Night Running and the Eagle Creek Trail

Eagle Creek Cabling
Eagle Creek Cabling

A few nights ago that familiar need for adventure struck again as I sat at my desk, plugging away at some biochemistry, but out of a sort of curiosity, I decided to delay my plan for a run until after nightfall.  I did so out a curiosity born from an interview that I had seen with Kilian Jornet (recently discovered by the USA it seems) in which he spoke in beautiful Catalan about the experience of running at night.  I have tremendous respect towards Kilian both for his humility and because he seems to find great joy, becoming absorbed in the mountains, even when he is competing.  His description of relying on all senses to move at night spurred me to wait until dusk.

Eagle Creep to Tunnel Falls Panorama
(Panorama – Click to Enlarge)

As the sun finally fell, I ran from my apartment with a headlamp, slowly working my way through the few streets between me and the woods.  As I reached a familiar turn in among the trees, the forest closed round me, reducing my awareness to the bubble of light bobbing from my head.  Rocks and roots appear different by headlamp, their shadows bounding confoundingly about, making visual experience somewhat unreliable.   I was clumsy for the first mile or two as my feet learned to be lighter and more responsive, my stride higher over unseen obstacles, and my mind more open than just to my sight.

Surprisingly soon, though, I settled into that animal awareness which is always so surprisingly accessible, despite intervening generations of farmers.

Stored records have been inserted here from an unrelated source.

//! Byte-level builders for Ogawa archives used by the integration tests.
#![allow(dead_code)]

use std::io::Write;

use abc_decode::ogawa::{
    MemGroup, EXTENT_SHIFT, FROZEN_FLAG, HAS_TSIDX_MASK, HOMOGENEOUS_MASK, NEEDS_FIRST_LAST_MASK,
    OGAWA_MAGIC, POD_SHIFT, TYPE_FLAG_MASK,
};
use abc_decode::PlainOldDataType;

/// Storage tree node.
#[derive(Clone, Debug)]
pub enum Node {
    Group(Vec<Node>),
    Data(Vec<u8>),
}

impl Node {
    pub fn to_mem(&self) -> MemGroup {
        let mut group = MemGroup::new();
        if let Node::Group(children) = self {
            for child in children {
                match child {
                    Node::Group(_) => group.push_group(child.to_mem()),
                    Node::Data(bytes) => group.push_data(bytes.clone()),
                };
            }
        }
        group
    }

    /// Serialize as an Ogawa file with this node as root group.
    pub fn to_file_bytes(&self) -> Vec<u8> {
        let mut out = Vec::new();
        out.extend_from_slice(OGAWA_MAGIC);
        out.push(FROZEN_FLAG);
        out.extend_from_slice(&1u16.to_le_bytes());
        out.extend_from_slice(&0u64.to_le_bytes());
        let root = write_node(self, &mut out);
        out[8..16].copy_from_slice(&root.to_le_bytes());
        out
    }

    pub fn to_temp_file(&self) -> tempfile::NamedTempFile {
        let mut file = tempfile::NamedTempFile::new().expect("temp file");
        file.write_all(&self.to_file_bytes()).expect("write archive");
        file.flush().expect("flush archive");
        file
    }
}

fn write_node(node: &Node, out: &mut Vec<u8>) -> u64 {
    match node {
        Node::Data(bytes) if bytes.is_empty() => TYPE_FLAG_MASK,
        Node::Data(bytes) => {
            let pos = out.len() as u64;
            out.extend_from_slice(&(bytes.len() as u64).to_le_bytes());
            out.extend_from_slice(bytes);
            pos | TYPE_FLAG_MASK
        }
        Node::Group(children) if children.is_empty() => 0,
        Node::Group(children) => {
            let offsets: Vec<u64> = children.iter().map(|c| write_node(c, out)).collect();
            let pos = out.len() as u64;
            out.extend_from_slice(&(offsets.len() as u64).to_le_bytes());
            for offset in offsets {
                out.extend_from_slice(&offset.to_le_bytes());
            }
            pos
        }
    }
}

pub fn data(bytes: impl Into<Vec<u8>>) -> Node {
    Node::Data(bytes.into())
}

pub fn empty() -> Node {
    Node::Data(Vec::new())
}

/// Sample block: 16 key bytes then the payload.
pub fn keyed(key: u8, payload: &[u8]) -> Node {
    let mut bytes = vec![key; 16];
    bytes.extend_from_slice(payload);
    Node::Data(bytes)
}

pub fn f32s(values: &[f32]) -> Vec<u8> {
    values.iter().flat_map(|v| v.to_le_bytes()).collect()
}

pub fn i32s(values: &[i32]) -> Vec<u8> {
    values.iter().flat_map(|v| v.to_le_bytes()).collect()
}

pub fn u32s(values: &[u32]) -> Vec<u8> {
    values.iter().flat_map(|v| v.to_le_bytes()).collect()
}

fn push_sized(out: &mut Vec<u8>, bytes: &[u8]) {
    out.extend_from_slice(&(bytes.len() as u32).to_le_bytes());
    out.extend_from_slice(bytes);
}

/// Object header records.
pub fn object_headers(entries: &[(&str, &str)]) -> Vec<u8> {
    let mut out = Vec::new();
    for (name, meta) in entries {
        push_sized(&mut out, name.as_bytes());
        push_sized(&mut out, meta.as_bytes());
    }
    out
}

/// Sampled property header record description.
pub struct Prop<'a> {
    pub name: &'a str,
    pub kind: u32,
    pub pod: PlainOldDataType,
    pub extent: u8,
    pub next: u32,
    pub first_last: Option<(u32, u32)>,
    pub time_sampling: Option<u32>,
    pub homogeneous: bool,
    pub meta: &'a str,
}

impl<'a> Prop<'a> {
    pub fn scalar(name: &'a str, pod: PlainOldDataType, extent: u8, next: u32) -> Self {
        Self {
            name,
            kind: 1,
            pod,
            extent,
            next,
            first_last: None,
            time_sampling: None,
            homogeneous: true,
            meta: "",
        }
    }

    pub fn array(name: &'a str, pod: PlainOldDataType, extent: u8, next: u32) -> Self {
        Self { kind: 2, homogeneous: false, ..Self::scalar(name, pod, extent, next) }
    }

    pub fn encode(&self, out: &mut Vec<u8>) {
        let mut info = self.kind | ((self.pod as u32) << POD_SHIFT) | ((self.extent as u32) << EXTENT_SHIFT);
        if self.time_sampling.is_some() {
            info |= HAS_TSIDX_MASK;
        }
        if self.first_last.is_some() {
            info |= NEEDS_FIRST_LAST_MASK;
        }
        if self.homogeneous {
            info |= HOMOGENEOUS_MASK;
        }
        out.extend_from_slice(&info.to_le_bytes());
        out.extend_from_slice(&self.next.to_le_bytes());
        if let Some((first, last)) = self.first_last {
            out.extend_from_slice(&first.to_le_bytes());
            out.extend_from_slice(&last.to_le_bytes());
        }
        if let Some(ts) = self.time_sampling {
            out.extend_from_slice(&ts.to_le_bytes());
        }
        push_sized(out, self.name.as_bytes());
        push_sized(out, self.meta.as_bytes());
    }
}

pub fn compound_header(out: &mut Vec<u8>, name: &str, meta: &str) {
    out.extend_from_slice(&0u32.to_le_bytes());
    push_sized(out, name.as_bytes());
    push_sized(out, meta.as_bytes());
}

/// Time sampling record.
pub fn time_sampling(out: &mut Vec<u8>, max_sample: u32, time_per_cycle: f64, times: &[f64]) {
    out.extend_from_slice(&max_sample.to_le_bytes());
    out.extend_from_slice(&time_per_cycle.to_le_bytes());
    out.extend_from_slice(&(times.len() as u32).to_le_bytes());
    for t in times {
        out.extend_from_slice(&t.to_le_bytes());
    }
}

/// Root group around a top object.
pub fn archive(top: Node, meta: &str, samplings: Vec<u8>) -> Node {
    Node::Group(vec![
        data(0i32.to_le_bytes().to_vec()),
        data(10709i32.to_le_bytes().to_vec()),
        top,
        data(meta.as_bytes().to_vec()),
        data(samplings),
    ])
}

/// Archive used across the integration tests.
///
/// ```text
/// /xform            schema=AbcGeom_Xform_v3
///   .xform.ops      scalar uint8 x4, constant
/// /xform/mesh       schema=AbcGeom_PolyMesh_v1
///   .geom {}
///     P             array float32 x3, 3 samples on sampling 1
///     .faceCounts   array int32, 2 samples, all stored
///     .names        array string, 1 sample
///   visible         scalar int8, 4 samples, changes at 1..=2
/// ```
pub fn scene() -> Node {
    let mut samplings = Vec::new();
    time_sampling(&mut samplings, 4, 1.0, &[0.0]);
    time_sampling(&mut samplings, 3, 1.0 / 24.0, &[1.0 / 24.0]);

    // mesh .geom compound
    let mut geom_headers = Vec::new();
    Prop { time_sampling: Some(1), meta: "interpretation=point", ..Prop::array("P", PlainOldDataType::Float32, 3, 3) }
        .encode(&mut geom_headers);
    Prop::array(".faceCounts", PlainOldDataType::Int32, 1, 2).encode(&mut geom_headers);
    Prop::array(".names", PlainOldDataType::String, 1, 1).encode(&mut geom_headers);

    let p = Node::Group(vec![
        keyed(1, &f32s(&[0.0, 0.0, 0.0, 1.0, 0.0, 0.0])),
        empty(),
        keyed(2, &f32s(&[0.0, 1.0, 0.0, 1.0, 1.0, 0.0])),
        empty(),
        keyed(3, &f32s(&[0.0, 2.0, 0.0, 1.0, 2.0, 0.0, 0.5, 3.0, 0.0])),
        data(u32s(&[3])),
    ]);
    let face_counts = Node::Group(vec![
        keyed(4, &i32s(&[3, 4, 300])),
        empty(),
        keyed(5, &i32s(&[-1])),
        empty(),
    ]);
    let names = Node::Group(vec![keyed(6, b"left\0right\0"), empty()]);
    let geom = Node::Group(vec![p, face_counts, names, data(geom_headers)]);

    let mut mesh_props = Vec::new();
    compound_header(&mut mesh_props, ".geom", "schema=AbcGeom_PolyMesh_v1");
    Prop { first_last: Some((1, 2)), ..Prop::scalar("visible", PlainOldDataType::Int8, 1, 4) }
        .encode(&mut mesh_props);
    let visible = Node::Group(vec![
        keyed(7, &[1]),
        keyed(8, &[0]),
        keyed(9, &[0xff]),
    ]);
    let mesh = Node::Group(vec![Node::Group(vec![geom, visible, data(mesh_props)]), data(Vec::new())]);

    let mut xform_props = Vec::new();
    Prop { first_last: Some((0, 0)), ..Prop::scalar(".xform.ops", PlainOldDataType::Uint8, 4, 5) }
        .encode(&mut xform_props);
    let ops = Node::Group(vec![keyed(10, &[1, 2, 3, 4])]);
    let xform = Node::Group(vec![
        Node::Group(vec![ops, data(xform_props)]),
        mesh,
        data(object_headers(&[("mesh", "schema=AbcGeom_PolyMesh_v1")])),
    ]);

    let top = Node::Group(vec![
        empty_props(),
        xform,
        data(object_headers(&[("xform", "schema=AbcGeom_Xform_v3")])),
    ]);
    archive(top, "_ai_Application=abc-decode tests", samplings)
}

fn empty_props() -> Node {
    Node::Group(Vec::new())
}
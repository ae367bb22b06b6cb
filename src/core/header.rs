//! Headers for objects and properties.
//!
//! Headers are decoded per query and owned by the caller; the only shared
//! piece is the time sampling a property header points at.

use std::sync::Arc;

use crate::util::{DataType, Error, Result};
use super::{MetaData, TimeSampling};

/// Header information for an object in the hierarchy.
#[derive(Clone, Debug, Default, PartialEq)]
pub struct ObjectHeader {
    /// Name of this object (not full path).
    pub name: String,
    /// Full path from root (e.g., "/parent/child").
    pub full_name: String,
    /// Metadata containing schema info, etc.
    pub meta_data: MetaData,
}

impl ObjectHeader {
    /// Create a header, deriving the full path from the parent's.
    pub fn new(name: impl Into<String>, parent_full_name: &str, meta_data: MetaData) -> Self {
        let name = name.into();
        let full_name = format!("{}/{}", parent_full_name, name);
        Self { name, full_name, meta_data }
    }

    /// Get the schema name from metadata.
    pub fn schema(&self) -> Option<&str> {
        self.meta_data.schema()
    }
}

/// Type of property.
#[derive(Clone, Copy, Debug, PartialEq, Eq, Hash)]
pub enum PropertyType {
    /// Container for other properties.
    Compound,
    /// Single value per sample.
    Scalar,
    /// Array of values per sample.
    Array,
}

impl PropertyType {
    /// Decode the 2-bit kind field: 0 = compound, 1 = scalar, else array.
    pub const fn from_bits(bits: u32) -> Self {
        match bits {
            0 => Self::Compound,
            1 => Self::Scalar,
            _ => Self::Array,
        }
    }
}

/// Header information for a property.
///
/// For compound properties only `name` and `meta_data` carry meaning;
/// the sampling fields stay at their zero values.
#[derive(Clone, Debug)]
pub struct PropertyHeader {
    /// Name of this property.
    pub name: String,
    /// Property type.
    pub property_type: PropertyType,
    /// Data type (POD + extent); `None` for compounds.
    pub data_type: Option<DataType>,
    /// Scalar-like arrays hold exactly one element per sample.
    pub is_scalar_like: bool,
    /// Every sample has the same dimensions.
    pub is_homogeneous: bool,
    /// Number of samples written.
    pub next_sample_index: u32,
    /// First sample that differs from sample 0.
    pub first_changed_index: u32,
    /// Last sample that differs from its predecessor.
    pub last_changed_index: u32,
    /// Index into the archive time sampling registry.
    pub time_sampling_index: u32,
    /// Resolved time sampling; `None` for compounds.
    pub time_sampling: Option<Arc<TimeSampling>>,
    /// Metadata.
    pub meta_data: MetaData,
}

impl PropertyHeader {
    /// Create a compound property header.
    pub fn compound(name: impl Into<String>, meta_data: MetaData) -> Self {
        Self {
            name: name.into(),
            property_type: PropertyType::Compound,
            data_type: None,
            is_scalar_like: false,
            is_homogeneous: false,
            next_sample_index: 0,
            first_changed_index: 0,
            last_changed_index: 0,
            time_sampling_index: 0,
            time_sampling: None,
            meta_data,
        }
    }

    /// Check if this is a scalar property.
    pub fn is_scalar(&self) -> bool {
        self.property_type == PropertyType::Scalar
    }

    /// Check if this is an array property.
    pub fn is_array(&self) -> bool {
        self.property_type == PropertyType::Array
    }

    /// Check if this is a compound property.
    pub fn is_compound(&self) -> bool {
        self.property_type == PropertyType::Compound
    }

    /// All samples equal sample 0.
    pub fn is_constant(&self) -> bool {
        self.first_changed_index == 0 && self.last_changed_index == 0
    }

    /// Number of logical samples.
    pub fn num_samples(&self) -> usize {
        self.next_sample_index as usize
    }

    /// Map a logical sample index to the index of the stored sample.
    ///
    /// Only samples `first_changed..=last_changed` are stored after sample 0;
    /// earlier indices repeat sample 0 and later ones repeat the last change.
    pub fn stored_sample_index(&self, index: usize) -> Result<usize> {
        if index >= self.num_samples() {
            return Err(Error::SampleOutOfBounds {
                index,
                count: self.num_samples(),
            });
        }

        let first = self.first_changed_index as usize;
        let last = self.last_changed_index as usize;
        if self.is_constant() || index < first {
            return Ok(0);
        }
        // first > last can only come from a corrupt header
        let offset = index.min(last).checked_sub(first).ok_or_else(|| {
            Error::invalid(format!(
                "property {} changes from sample {} but last changes at {}",
                self.name, first, last
            ))
        })?;
        Ok(offset + 1)
    }

    /// Get the interpretation from metadata (e.g., "point", "vector", "normal").
    pub fn interpretation(&self) -> Option<&str> {
        self.meta_data.interpretation()
    }
}

#[cfg(test)]
mod tests {
    use super::*;

    fn animated(next: u32, first: u32, last: u32) -> PropertyHeader {
        PropertyHeader {
            property_type: PropertyType::Array,
            data_type: Some(DataType::VEC3F),
            next_sample_index: next,
            first_changed_index: first,
            last_changed_index: last,
            ..PropertyHeader::compound("P", MetaData::new())
        }
    }

    #[test]
    fn test_object_header_path() {
        let header = ObjectHeader::new("mesh", "/root", MetaData::new());
        assert_eq!(header.name, "mesh");
        assert_eq!(header.full_name, "/root/mesh");

        let top = ObjectHeader::new("top", "", MetaData::new());
        assert_eq!(top.full_name, "/top");
    }

    #[test]
    fn test_property_type_bits() {
        assert_eq!(PropertyType::from_bits(0), PropertyType::Compound);
        assert_eq!(PropertyType::from_bits(1), PropertyType::Scalar);
        assert_eq!(PropertyType::from_bits(2), PropertyType::Array);
        assert_eq!(PropertyType::from_bits(3), PropertyType::Array);
    }

    #[test]
    fn test_compound_header() {
        let header = PropertyHeader::compound(".geom", MetaData::new());
        assert!(header.is_compound());
        assert!(header.data_type.is_none());
        assert!(header.time_sampling.is_none());
    }

    #[test]
    fn test_stored_sample_index() {
        // Samples 0..10, changes between 3 and 6
        let header = animated(10, 3, 6);
        assert_eq!(header.stored_sample_index(0).unwrap(), 0);
        assert_eq!(header.stored_sample_index(2).unwrap(), 0);
        assert_eq!(header.stored_sample_index(3).unwrap(), 1);
        assert_eq!(header.stored_sample_index(6).unwrap(), 4);
        assert_eq!(header.stored_sample_index(9).unwrap(), 4);
        assert!(matches!(
            header.stored_sample_index(10),
            Err(Error::SampleOutOfBounds { index: 10, count: 10 })
        ));
    }

    #[test]
    fn test_constant_and_default_policy() {
        let constant = animated(5, 0, 0);
        assert!(constant.is_constant());
        assert_eq!(constant.stored_sample_index(4).unwrap(), 0);

        // Default policy: everything after sample 0 is stored
        let every = animated(5, 1, 4);
        assert_eq!(every.stored_sample_index(4).unwrap(), 4);
    }

    #[test]
    fn test_inverted_change_range() {
        let header = animated(10, 5, 2);
        assert_eq!(header.stored_sample_index(3).unwrap(), 0);
        assert!(matches!(header.stored_sample_index(6), Err(Error::InvalidStructure(_))));

        // default policy for a single sample: first 1, last 0
        let single = animated(1, 1, 0);
        assert_eq!(single.stored_sample_index(0).unwrap(), 0);
    }
}
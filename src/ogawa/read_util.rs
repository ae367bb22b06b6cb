//! Alembic record decoding on top of Ogawa blocks.
//!
//! Header decoders are pure functions over a byte snapshot of one block.
//! Sample readers go through the [`DataBlock`] capability and never hold
//! state between calls.

use byteorder::{ByteOrder, LittleEndian};
use tracing::{debug, trace};

use super::convert::{self, converted_len};
use super::format::*;
use super::storage::DataBlock;
use crate::core::{
    MetaData, ObjectHeader, PodBuffer, PropertyHeader, PropertyType, Sample, SampleValues,
    TimeSampling, TimeSamplingRegistry,
};
use crate::util::{DataType, Dimensions, Error, PlainOldDataType, Result};

// ============================================================================
// Byte cursor
// ============================================================================

/// Little-endian reader over one record stream.
struct Cursor<'a> {
    buf: &'a [u8],
    pos: usize,
}

impl<'a> Cursor<'a> {
    fn new(buf: &'a [u8]) -> Self {
        Self { buf, pos: 0 }
    }

    fn at_end(&self) -> bool {
        self.pos >= self.buf.len()
    }

    fn take(&mut self, needed: usize, what: &'static str) -> Result<&'a [u8]> {
        let end = self.pos.checked_add(needed).filter(|&end| end <= self.buf.len());
        let Some(end) = end else {
            return Err(Error::Truncated {
                what,
                pos: self.pos,
                needed,
                len: self.buf.len(),
            });
        };
        let bytes = &self.buf[self.pos..end];
        self.pos = end;
        Ok(bytes)
    }

    fn u32(&mut self, what: &'static str) -> Result<u32> {
        Ok(LittleEndian::read_u32(self.take(4, what)?))
    }

    fn f64(&mut self, what: &'static str) -> Result<f64> {
        Ok(LittleEndian::read_f64(self.take(8, what)?))
    }

    /// `[len: u32][len bytes]`
    fn sized(&mut self, what: &'static str) -> Result<&'a [u8]> {
        let len = self.u32(what)? as usize;
        self.take(len, what)
    }

    fn name(&mut self) -> Result<String> {
        Ok(String::from_utf8_lossy(self.sized("name")?).into_owned())
    }

    fn meta_data(&mut self) -> Result<MetaData> {
        Ok(MetaData::parse_bytes(self.sized("metadata")?))
    }
}

// ============================================================================
// Time Sampling Parsing
// ============================================================================

/// Decode the archive time sampling stream.
///
/// Each record is `[max sample: u32][time per cycle: f64][count: u32]`
/// followed by `count` sample times. Returns the samplings and their max
/// sample counts, both in record order.
pub fn decode_time_samplings(buf: &[u8]) -> Result<(Vec<TimeSampling>, Vec<u32>)> {
    let mut samplings = Vec::new();
    let mut max_samples = Vec::new();
    let mut cur = Cursor::new(buf);

    while !cur.at_end() {
        max_samples.push(cur.u32("time sampling max sample")?);
        let time_per_cycle = cur.f64("time per cycle")?;
        let count = cur.u32("time sample count")? as usize;

        let raw = cur.take(count.saturating_mul(8), "sample times")?;
        let times: Vec<f64> = raw.chunks_exact(8).map(LittleEndian::read_f64).collect();

        let sampling = if time_per_cycle == crate::core::ACYCLIC_TIME_PER_CYCLE {
            TimeSampling::acyclic(times)
        } else {
            TimeSampling::cyclic(time_per_cycle, times)
        };
        trace!(index = samplings.len(), kind = ?sampling.sampling_type, "time sampling");
        samplings.push(sampling);
    }

    debug!(count = samplings.len(), "decoded time samplings");
    Ok((samplings, max_samples))
}

// ============================================================================
// Object Header Parsing
// ============================================================================

/// Decode the child object headers of one object.
///
/// Records are `[name len: u32][name][metadata len: u32][metadata]`; full
/// paths are built from `parent_full_name`.
pub fn decode_object_headers(buf: &[u8], parent_full_name: &str) -> Result<Vec<ObjectHeader>> {
    let mut headers = Vec::new();
    let mut cur = Cursor::new(buf);

    while !cur.at_end() {
        let name = cur.name()?;
        let meta_data = cur.meta_data()?;
        headers.push(ObjectHeader::new(name, parent_full_name, meta_data));
    }

    trace!(parent = parent_full_name, count = headers.len(), "decoded object headers");
    Ok(headers)
}

// ============================================================================
// Property Header Parsing
// ============================================================================

/// Decode the property headers of one compound.
///
/// Time sampling indices are resolved through `registry`; an index it does
/// not hold fails the whole call.
pub fn decode_property_headers(
    buf: &[u8],
    registry: &TimeSamplingRegistry,
) -> Result<Vec<PropertyHeader>> {
    let mut headers = Vec::new();
    let mut cur = Cursor::new(buf);

    while !cur.at_end() {
        let info = cur.u32("property info")?;
        let ptype = info & PTYPE_MASK;
        let property_type = PropertyType::from_bits(ptype);

        if property_type == PropertyType::Compound {
            let name = cur.name()?;
            let meta_data = cur.meta_data()?;
            headers.push(PropertyHeader::compound(name, meta_data));
            continue;
        }

        let pod = PlainOldDataType::try_from(((info & POD_MASK) >> POD_SHIFT) as u8)?;
        let extent = ((info & EXTENT_MASK) >> EXTENT_SHIFT) as u8;

        let next_sample_index = cur.u32("next sample index")?;
        let (first_changed_index, last_changed_index) = if info & NEEDS_FIRST_LAST_MASK != 0 {
            (cur.u32("first changed index")?, cur.u32("last changed index")?)
        } else {
            (1, next_sample_index.wrapping_sub(1))
        };

        let time_sampling_index = if info & HAS_TSIDX_MASK != 0 {
            cur.u32("time sampling index")?
        } else {
            0
        };
        let time_sampling = registry.get(time_sampling_index)?.clone();

        let name = cur.name()?;
        let meta_data = cur.meta_data()?;

        headers.push(PropertyHeader {
            name,
            property_type,
            data_type: Some(DataType::new(pod, extent)),
            is_scalar_like: ptype & 1 != 0,
            is_homogeneous: info & HOMOGENEOUS_MASK != 0,
            next_sample_index,
            first_changed_index,
            last_changed_index,
            time_sampling_index,
            time_sampling: Some(time_sampling),
            meta_data,
        });
    }

    trace!(count = headers.len(), "decoded property headers");
    Ok(headers)
}

// ============================================================================
// Sample Data
// ============================================================================

/// Payload size of a sample block after the key, or `None` if empty.
fn payload_len<D: DataBlock>(block: &D) -> Result<Option<usize>> {
    let size = block.size();
    if size == 0 {
        return Ok(None);
    }
    if size < DATA_KEY_SIZE as u64 {
        return Err(Error::MalformedRecord { size });
    }
    Ok(Some((size - DATA_KEY_SIZE as u64) as usize))
}

fn read_payload<D: DataBlock>(block: &D, slot: usize, len: usize) -> Result<Vec<u8>> {
    let mut buf = vec![0u8; len];
    block.read(DATA_KEY_SIZE as u64, &mut buf, slot)?;
    Ok(buf)
}

/// Split zero-terminated strings. Text after the last terminator is dropped.
fn split_strings(payload: &[u8]) -> Vec<String> {
    let count = payload.iter().filter(|&&b| b == 0).count();
    payload
        .split(|&b| b == 0)
        .take(count)
        .map(|s| String::from_utf8_lossy(s).into_owned())
        .collect()
}

/// Split zero-terminated 32-bit code unit strings.
fn split_wide_strings(payload: &[u8]) -> Vec<String> {
    let units: Vec<u32> = payload.chunks_exact(4).map(LittleEndian::read_u32).collect();
    let count = units.iter().filter(|&&u| u == 0).count();
    units
        .split(|&u| u == 0)
        .take(count)
        .map(|s| {
            s.iter()
                .map(|&u| char::from_u32(u).unwrap_or(char::REPLACEMENT_CHARACTER))
                .collect()
        })
        .collect()
}

fn count_terminators(pod: PlainOldDataType, payload: &[u8]) -> usize {
    match pod {
        PlainOldDataType::Wstring => payload
            .chunks_exact(4)
            .filter(|unit| LittleEndian::read_u32(unit) == 0)
            .count(),
        _ => payload.iter().filter(|&&b| b == 0).count(),
    }
}

/// Read the 16-byte key of a sample block without its payload.
pub fn read_sample_key<D: DataBlock>(block: &D, slot: usize) -> Result<Option<[u8; DATA_KEY_SIZE]>> {
    if payload_len(block)?.is_none() {
        return Ok(None);
    }
    let mut key = [0u8; DATA_KEY_SIZE];
    block.read(0, &mut key, slot)?;
    Ok(Some(key))
}

/// Dimensions of an array sample.
///
/// An explicit dims block holds one u32 extent per rank. Without one the
/// sample is rank 1 and its length is derived from the data block.
pub fn read_dimensions<D: DataBlock>(
    dims: &D,
    data: &D,
    slot: usize,
    data_type: DataType,
) -> Result<Dimensions> {
    if !dims.is_empty() {
        let rank = (dims.size() / 4) as usize;
        let mut raw = vec![0u8; rank * 4];
        dims.read(0, &mut raw, slot)?;
        let sizes: Vec<usize> = raw
            .chunks_exact(4)
            .map(|b| LittleEndian::read_u32(b) as usize)
            .collect();
        return Ok(Dimensions::from(sizes));
    }

    let Some(len) = payload_len(data)? else {
        return Ok(Dimensions::d1(0));
    };

    let extent = data_type.extent.max(1) as usize;
    let count = if data_type.pod.is_string() {
        count_terminators(data_type.pod, &read_payload(data, slot, len)?) / extent
    } else {
        match data_type.num_bytes() {
            0 => 0,
            n => len / n,
        }
    };
    Ok(Dimensions::d1(count))
}

/// Read a sample payload into `dest`, converting from `stored` to `as_pod`.
///
/// Returns the number of bytes written. An empty block writes nothing.
/// `dest` must hold the larger of the stored payload and its converted size,
/// since widening conversions run in place.
#[tracing::instrument(level = "trace", skip_all, fields(slot = slot, %stored, %as_pod))]
pub fn read_data_into<D: DataBlock>(
    block: &D,
    slot: usize,
    stored: PlainOldDataType,
    as_pod: PlainOldDataType,
    dest: &mut [u8],
) -> Result<usize> {
    if stored != as_pod && (stored.is_string() || as_pod.is_string()) {
        return Err(Error::InvalidConversion { from: stored, to: as_pod });
    }
    let Some(len) = payload_len(block)? else {
        return Ok(0);
    };

    let needed = converted_len(stored, as_pod, len);
    if stored == as_pod || stored.num_bytes() <= as_pod.num_bytes() {
        let capacity = needed.max(len);
        if dest.len() < capacity {
            return Err(Error::BufferTooSmall { needed: capacity, got: dest.len() });
        }
        block.read(DATA_KEY_SIZE as u64, &mut dest[..len], slot)?;
        convert::convert_in_place(stored, as_pod, dest, len)
    } else {
        let staging = read_payload(block, slot, len)?;
        convert::convert(stored, as_pod, &staging, dest)
    }
}

/// Read one sample block as `as_pod` values shaped by `dims`.
///
/// An empty block yields an empty sample. String kinds take their value
/// count from the terminators in the payload.
#[tracing::instrument(level = "trace", skip_all, fields(slot = slot, stored = %data_type, %as_pod))]
pub fn read_typed_data<D: DataBlock>(
    block: &D,
    slot: usize,
    data_type: DataType,
    as_pod: PlainOldDataType,
    dims: Dimensions,
) -> Result<Sample> {
    let stored = data_type.pod;
    if stored != as_pod && (stored.is_string() || as_pod.is_string()) {
        return Err(Error::InvalidConversion { from: stored, to: as_pod });
    }
    let out_type = data_type.with_pod(as_pod);
    let Some(len) = payload_len(block)? else {
        return Ok(Sample::empty(out_type));
    };

    let values = match stored {
        PlainOldDataType::String => SampleValues::Strings(split_strings(&read_payload(block, slot, len)?)),
        PlainOldDataType::Wstring => {
            SampleValues::Strings(split_wide_strings(&read_payload(block, slot, len)?))
        }
        _ => {
            let mut buf = PodBuffer::zeroed(converted_len(stored, as_pod, len).max(len));
            let written = read_data_into(block, slot, stored, as_pod, buf.as_bytes_mut())?;
            buf.truncate(written);
            SampleValues::Pod(buf)
        }
    };
    Ok(Sample::new(out_type, dims, values))
}

/// Read an array sample from its dims and data blocks.
///
/// For numeric kinds the dimensions must account for every decoded value.
pub fn read_array_sample<D: DataBlock>(
    dims: &D,
    data: &D,
    slot: usize,
    data_type: DataType,
    as_pod: PlainOldDataType,
) -> Result<Sample> {
    let dimensions = read_dimensions(dims, data, slot, data_type)?;
    let sample = read_typed_data(data, slot, data_type, as_pod, dimensions)?;

    let extent = data_type.extent as usize;
    if !data_type.pod.is_string() && extent != 0 {
        let expected = sample.dims().num_points().saturating_mul(extent);
        if expected != sample.len() {
            return Err(Error::invalid(format!(
                "array sample dimensions {} need {} values, data block holds {}",
                sample.dims(),
                expected,
                sample.len()
            )));
        }
    }
    Ok(sample)
}

/// Read a scalar sample: `extent` values from one data block.
pub fn read_scalar_sample<D: DataBlock>(
    data: &D,
    slot: usize,
    data_type: DataType,
    as_pod: PlainOldDataType,
) -> Result<Sample> {
    read_typed_data(data, slot, data_type, as_pod, Dimensions::d1(data_type.extent as usize))
}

Though we sit in swivel chairs for much of the day, our genes have not forgotten the jungle. If anything, the forest that I ran through was louder by night, my ears reaching around me to find the small squeaks of the bridge and the rustle of the foliage as I drifted past.  The blossoms of trilliums bobbed their heads in time as I passed, ghostly white in the dark undergrowth.  Fresh, wet dog tracks came out of the stream and across the wooden bridge at the bottom of the canyon, reminding me of the big cat sighted up here recently. Think about a cougar in the dark and see if you don’t find more swiftness in your step.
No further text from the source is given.